Paulus menuliskan bahwa ia tidak perlu lagi membicarakan mengenai "kasih persaudaraan" sebab jemaat telah belajar saling mengasihi dari Allah." Dalam bahasa aslinya (bahasa Yunani) Paulus menggunakan istilah "theodidaktoi" untuk membicarakan pengalaman jemaat Tesalonika bagaimana mereka telah diajari oleh Tuhan untuk saling mengasihi. Istilah "theodidaktoi" yang berarti "orang-orang yang diajari oleh Allah," kemungkinan besar adalah istilah PL yang digunakan dalam Yesaya 54:13 yang merupakan nubutan PL mengenai datangnya satu era yang disebut sebagai "era Perjanjian Baru" dimana umat Tuhan akan menjadi orang-orang yang diajari oleh Tuhan sendiri sehingga mereka akan menjadi orang-orang yang mampu mentaati Tuhan dalam perjanlanan hidup mereka dalam Tuhan.
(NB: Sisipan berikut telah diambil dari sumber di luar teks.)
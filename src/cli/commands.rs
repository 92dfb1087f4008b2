//! Command implementations for the GRIM checker CLI
//!
//! Contains the command execution logic, CSV loading, and report rendering
//! for the CLI interface. CSV files are read with every column as text so
//! that the trailing zeros of reported means survive loading.

use crate::checker::grim_scalar_checked;
use crate::cli::args::{Args, CheckFlags, Commands, MapArgs, OutputFormat, ScalarArgs};
use crate::config::CheckOptions;
use crate::error::Result;
use crate::map::{adapter, grim_map};
use crate::models::{MapResult, RowDiagnostic};
use colored::Colorize;
use polars::prelude::*;
use serde::Serialize;
use std::path::Path;
use tracing::warn;

/// Main command runner for the GRIM checker
///
/// Dispatches to the appropriate subcommand handler based on CLI args.
pub fn run(args: Args) -> Result<()> {
    match args.get_command() {
        Commands::Scalar(scalar_args) => run_scalar(scalar_args),
        Commands::Map(map_args) => run_map(map_args),
    }
}

/// Install the tracing subscriber, honoring RUST_LOG when set
fn init_logging(level: &str) {
    let filter = tracing_subscriber::EnvFilter::try_from_default_env()
        .unwrap_or_else(|_| tracing_subscriber::EnvFilter::new(level));
    let _ = tracing_subscriber::fmt()
        .with_env_filter(filter)
        .with_target(false)
        .try_init();
}

fn check_options(flags: &CheckFlags) -> CheckOptions {
    let mut options = CheckOptions::new()
        .with_percent(flags.percent)
        .with_items(flags.items)
        .with_rounding(flags.rounding)
        .with_silence_numeric_warning(flags.silence_numeric_warning);
    options.decimal_places = flags.decimal_places;
    options
}

/// Run a single scalar check and print the verdict
fn run_scalar(args: ScalarArgs) -> Result<()> {
    init_logging(args.get_log_level());

    let options = check_options(&args.check).with_show_rec(args.show_rec);

    let outcome = match grim_scalar_checked(args.value.as_str(), args.n, &options) {
        Ok(outcome) => outcome,
        Err(error) if !args.strict => {
            // fail closed: malformed input reads as inconsistent
            warn!("{error}");
            println!(
                "{} with n = {} -> {}",
                args.value.bold(),
                args.n,
                "INCONSISTENT".bright_red().bold()
            );
            println!("  {}", format!("input not checkable: {error}").dimmed());
            return Ok(());
        }
        Err(error) => return Err(error),
    };

    let verdict = if outcome.consistent {
        "consistent".bright_green().bold()
    } else {
        "INCONSISTENT".bright_red().bold()
    };
    println!("{} with n = {} -> {}", args.value.bold(), args.n, verdict);

    if let Some(warning) = outcome.warning {
        println!("  {}", format!("warning: {warning}").bright_yellow());
    }
    if let Some(candidates) = outcome.reconstructed {
        let rendered: Vec<String> = candidates.iter().map(|c| c.to_string()).collect();
        println!(
            "  {} {}",
            "nearest achievable:".bright_cyan(),
            rendered.join(", ")
        );
    }

    Ok(())
}

/// Run the batch check over a CSV file and render the report
fn run_map(args: MapArgs) -> Result<()> {
    args.validate()?;
    init_logging(args.get_log_level());

    let options = check_options(&args.check);
    let df = load_csv(&args.input)?;
    let result = grim_map(&df, args.mean_column(), args.size_column(), &options)?;

    if !args.show_report() {
        return Ok(());
    }

    let report = build_report(&args, &df, &result)?;
    match args.format {
        OutputFormat::Human => render_human(&args, &report),
        OutputFormat::Json => println!(
            "{}",
            serde_json::to_string_pretty(&report).expect("report serialization cannot fail")
        ),
        OutputFormat::Csv => render_csv(&report),
    }

    Ok(())
}

/// Read a CSV with every column as text, so reported means keep their
/// disclosed precision.
fn load_csv(path: &Path) -> Result<DataFrame> {
    let df = CsvReadOptions::default()
        .with_has_header(true)
        .with_infer_schema_length(Some(0))
        .try_into_reader_with_file_path(Some(path.to_path_buf()))?
        .finish()?;
    Ok(df)
}

#[derive(Debug, Serialize)]
struct MapReport {
    input: String,
    rows: Vec<RowReport>,
    summary: ReportSummary,
}

#[derive(Debug, Serialize)]
struct RowReport {
    row: usize,
    mean: String,
    n: String,
    consistent: bool,
    #[serde(skip_serializing_if = "Option::is_none")]
    diagnostic: Option<RowDiagnostic>,
}

#[derive(Debug, Serialize)]
struct ReportSummary {
    rows: usize,
    consistent: usize,
    row_errors: usize,
}

fn build_report(args: &MapArgs, df: &DataFrame, result: &MapResult) -> Result<MapReport> {
    let source = adapter::resolve(df, &args.mean_column(), &args.size_column())?;

    let rows = (0..result.len())
        .map(|row| RowReport {
            row,
            mean: cell_text(source.means, row),
            n: cell_text(source.sizes, row),
            consistent: result.consistent[row],
            diagnostic: result.diagnostics[row].clone(),
        })
        .collect();

    Ok(MapReport {
        input: args.input.display().to_string(),
        rows,
        summary: ReportSummary {
            rows: result.len(),
            consistent: result.consistent_count(),
            row_errors: result.error_count(),
        },
    })
}

fn cell_text(column: &Column, row_index: usize) -> String {
    match column.get(row_index) {
        Ok(AnyValue::String(text)) => text.to_string(),
        Ok(AnyValue::StringOwned(text)) => text.to_string(),
        Ok(AnyValue::Null) => String::new(),
        Ok(other) => other.to_string(),
        Err(_) => String::new(),
    }
}

fn render_human(args: &MapArgs, report: &MapReport) {
    println!(
        "{} {} ({} rows)",
        "GRIM check:".bright_green().bold(),
        report.input,
        report.summary.rows
    );
    if args.check.percent {
        println!("  {}", "percent mode".bright_cyan());
    }
    println!();
    println!("  {:>5}  {:>12}  {:>8}  result", "row", "mean", "n");

    for row in &report.rows {
        let verdict = if row.consistent {
            "consistent".bright_green()
        } else {
            "INCONSISTENT".bright_red()
        };
        println!(
            "  {:>5}  {:>12}  {:>8}  {}",
            row.row, row.mean, row.n, verdict
        );
        if let Some(diagnostic) = &row.diagnostic {
            println!("         {}", diagnostic.message.bright_yellow());
        }
    }

    println!();
    println!(
        "{} {}/{} consistent, {} row errors",
        "Summary:".bright_cyan().bold(),
        report.summary.consistent,
        report.summary.rows,
        report.summary.row_errors
    );
}

fn render_csv(report: &MapReport) {
    println!("row,mean,n,consistent,diagnostic");
    for row in &report.rows {
        let diagnostic = row
            .diagnostic
            .as_ref()
            .map(|d| d.message.clone())
            .unwrap_or_default();
        println!(
            "{},{},{},{},{}",
            row.row,
            csv_field(&row.mean),
            csv_field(&row.n),
            row.consistent,
            csv_field(&diagnostic)
        );
    }
}

fn csv_field(value: &str) -> String {
    if value.contains([',', '"', '\n']) {
        format!("\"{}\"", value.replace('"', "\"\""))
    } else {
        value.to_string()
    }
}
Paulus nampaknya meyakini bahwa kedatangan Kristen telah membukakan apa yang dinubuatkan dalam PL tersebut; kedaangan Kristus telah membuka zaman Perjanjian Baru tersebut sehingga umat-umat Tuhan bukanlah orang-orang yang hidup sebagai "orang-orang yang kalah dalam dosa" namun sebagai orang-orang yang "berkemenangan." Salah satu bukti yang Paulus lihat dari penggenapan janji Allah tersebut ada dalam kehidupan jemaat Tesalonika yang penuh kasih; kehidupaan mereka menjadi bukti nyata bahwa Allah-lah yang mengajari jemaat tersebut sehingga jemaat tersebut kemudian bertumbuh menjadi jemaat yang membanggakan.
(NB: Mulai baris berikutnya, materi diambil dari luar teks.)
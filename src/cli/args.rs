//! Command-line argument definitions for the GRIM checker
//!
//! Defines the CLI interface using the clap derive API: a `scalar` command
//! for one-off checks and a `map` command for CSV batch runs.

use crate::constants::{DEFAULT_ITEMS, log_level_for_verbosity};
use crate::error::{GrimError, Result};
use crate::models::ColumnRef;
use crate::rounding::Rounding;
use clap::{Parser, Subcommand, ValueEnum};
use std::path::PathBuf;

/// CLI arguments for the GRIM consistency checker
///
/// Tests whether reported sample means are mathematically achievable given
/// their sample sizes and disclosed decimal precision.
#[derive(Debug, Clone, Parser)]
#[command(
    name = "grim-checker",
    version,
    about = "Check reported means for GRIM consistency",
    long_about = "Tests whether reported sample means are mathematically achievable given \
                  their sample sizes and the number of decimal places disclosed. A mean over \
                  n integer-valued observations can only take values k/n; values that no k \
                  reproduces at the disclosed precision are flagged as inconsistent."
)]
pub struct Args {
    #[command(subcommand)]
    pub command: Option<Commands>,
}

/// Available subcommands for the GRIM checker
#[derive(Debug, Clone, Subcommand)]
pub enum Commands {
    /// Check a single reported mean against a sample size
    Scalar(ScalarArgs),
    /// Check every row of a CSV file of reported means
    Map(MapArgs),
}

/// Shared check configuration flags
#[derive(Debug, Clone, Parser)]
pub struct CheckFlags {
    /// Treat reported values as percentages on a 0-100 scale
    ///
    /// Values are divided by 100 before reconstruction, and the effective
    /// precision gains two decimal places.
    #[arg(long = "percent", help = "Treat reported values as percentages")]
    pub percent: bool,

    /// Number of scale items averaged into each reported mean
    #[arg(
        long = "items",
        value_name = "COUNT",
        default_value_t = DEFAULT_ITEMS,
        help = "Number of scale items behind each mean"
    )]
    pub items: u32,

    /// Override for the number of disclosed decimal places
    ///
    /// When omitted, precision is taken from the literal input. Rejected if
    /// it would drop significant digits.
    #[arg(
        long = "decimal-places",
        value_name = "COUNT",
        help = "Override the inferred decimal places"
    )]
    pub decimal_places: Option<u32>,

    /// Rounding rule assumed for the reported values
    #[arg(
        long = "rounding",
        value_enum,
        default_value_t = Rounding::Even,
        help = "Rounding rule assumed for reported values"
    )]
    pub rounding: Rounding,

    /// Suppress the trailing-zero warning for numeric input
    #[arg(
        long = "silence-numeric-warning",
        help = "Suppress the numeric-input precision warning"
    )]
    pub silence_numeric_warning: bool,
}

/// Arguments for the scalar command (single check)
#[derive(Debug, Clone, Parser)]
pub struct ScalarArgs {
    /// Reported mean, as printed in the source
    ///
    /// Pass the value as text ("5.20", not 5.2) to preserve trailing zeros.
    #[arg(value_name = "VALUE", help = "Reported mean as printed")]
    pub value: String,

    /// Reported sample size (must be at least 1)
    #[arg(value_name = "N", help = "Reported sample size")]
    pub n: u32,

    #[command(flatten)]
    pub check: CheckFlags,

    /// Show the rounded candidate means next to the verdict
    #[arg(long = "show-rec", help = "Show reconstructed candidate means")]
    pub show_rec: bool,

    /// Fail with an error on malformed input instead of reporting
    /// inconsistent
    #[arg(long = "strict", help = "Treat malformed input as an error")]
    pub strict: bool,

    /// Logging verbosity level
    #[arg(
        short = 'v',
        long = "verbose",
        action = clap::ArgAction::Count,
        help = "Increase logging verbosity (-v: info, -vv: debug, -vvv: trace)"
    )]
    pub verbose: u8,
}

/// Arguments for the map command (CSV batch run)
#[derive(Debug, Clone, Parser)]
pub struct MapArgs {
    /// Input CSV file of reported means
    ///
    /// Cells are read as text so that trailing zeros survive; the file needs
    /// a header row when columns are selected by name.
    #[arg(
        short = 'i',
        long = "input",
        value_name = "FILE",
        help = "Input CSV file"
    )]
    pub input: PathBuf,

    /// Column holding the reported means (0-based index or name)
    #[arg(
        short = 'x',
        long = "x-col",
        value_name = "SEL",
        help = "Means column, 0-based index or name"
    )]
    pub x_col: String,

    /// Column holding the sample sizes (0-based index or name)
    #[arg(
        short = 'n',
        long = "n-col",
        value_name = "SEL",
        help = "Sample-size column, 0-based index or name"
    )]
    pub n_col: String,

    #[command(flatten)]
    pub check: CheckFlags,

    /// Output format for the row report
    #[arg(
        long = "format",
        value_enum,
        default_value = "human",
        help = "Output format for results"
    )]
    pub format: OutputFormat,

    /// Logging verbosity level
    #[arg(
        short = 'v',
        long = "verbose",
        action = clap::ArgAction::Count,
        help = "Increase logging verbosity (-v: info, -vv: debug, -vvv: trace)"
    )]
    pub verbose: u8,

    /// Suppress output except errors
    #[arg(
        short = 'q',
        long = "quiet",
        help = "Suppress output except errors",
        conflicts_with = "verbose"
    )]
    pub quiet: bool,
}

/// Output format options for machine-readable results
#[derive(Debug, Clone, Copy, PartialEq, Eq, ValueEnum)]
pub enum OutputFormat {
    /// Human-readable report
    Human,
    /// JSON for scripting
    Json,
    /// CSV for data analysis
    Csv,
}

impl Args {
    /// Get the command if one was specified
    pub fn get_command(&self) -> Commands {
        self.command
            .clone()
            .expect("Command should be present when get_command() is called")
    }
}

impl ScalarArgs {
    pub fn get_log_level(&self) -> &'static str {
        log_level_for_verbosity(self.verbose, false)
    }
}

impl MapArgs {
    /// Validate the map command arguments for consistency
    pub fn validate(&self) -> Result<()> {
        if !self.input.exists() {
            return Err(GrimError::configuration(format!(
                "Input file does not exist: {}",
                self.input.display()
            )));
        }
        if self.input.is_dir() {
            return Err(GrimError::configuration(format!(
                "Input path is a directory: {}",
                self.input.display()
            )));
        }
        Ok(())
    }

    /// Means column selector: numeric tokens are 0-based positions
    pub fn mean_column(&self) -> ColumnRef {
        parse_column_ref(&self.x_col)
    }

    /// Sample-size column selector: numeric tokens are 0-based positions
    pub fn size_column(&self) -> ColumnRef {
        parse_column_ref(&self.n_col)
    }

    pub fn get_log_level(&self) -> &'static str {
        log_level_for_verbosity(self.verbose, self.quiet)
    }

    pub fn show_report(&self) -> bool {
        !self.quiet || self.format != OutputFormat::Human
    }
}

fn parse_column_ref(selector: &str) -> ColumnRef {
    match selector.trim().parse::<usize>() {
        Ok(index) => ColumnRef::Index(index),
        Err(_) => ColumnRef::Name(selector.trim().to_string()),
    }
}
Dari apa yang Rasul Paulus tuliskan, kita melihat adanya sebuah pengharapan bahwa semua orang yang ada dalam Kristus pada dasarnya mampu berubah dan akan berubah sebab Allah sendirilah yang bekerja dalam setia anak-anak-Nya dalam mengerjakan pembaharuan hidup mereka. Allah tidak mungkin gagal, itulah sebabnya kita pasti bisa berubah menjadi lebih baik dan pasti akan berubah menjadi lebih baik; hanya saja proses perubahan itu tidaklah terjadi secara bersamaan diantara setiap orang percaya; setiap kita bahkan mengalami proses yang unik dimana pengalaman kita dengan Tuhan berbeda satu dengan yang lainnya. Jadi relaitas bahwa ada orang Kristen tertentu yang hidup masih tidak baik hanya menunjukkan dua hal yakni (i) orang tersebut mungkin belum ada dalam Tuhan; (ii) orang tersebut bukannya "tidak berubah," namun "belum" berubah, artinya ia nanti akan berubah hanya saja waktunya belum tiba; masih ada proses yang harus dilewati orang tersebut dalam menjadi masa pembaharuan hidupnya. Tugas kita adalah dengan setia, sabar dan penuh ucapan syukur menjadi proses pembaharuan hidup yang setiap kita akan jalani; selain itu kita perlu juga mendoakan orang lain, mengingatkan sesama kita akan pengharapan yang kita miliki dalam Tuhan supaya saat ia lemah oleh karena kejatuhannya dalam dosa, ia dapat dikuatkan dan dibangunkan kembali bersama-sama dengan kita.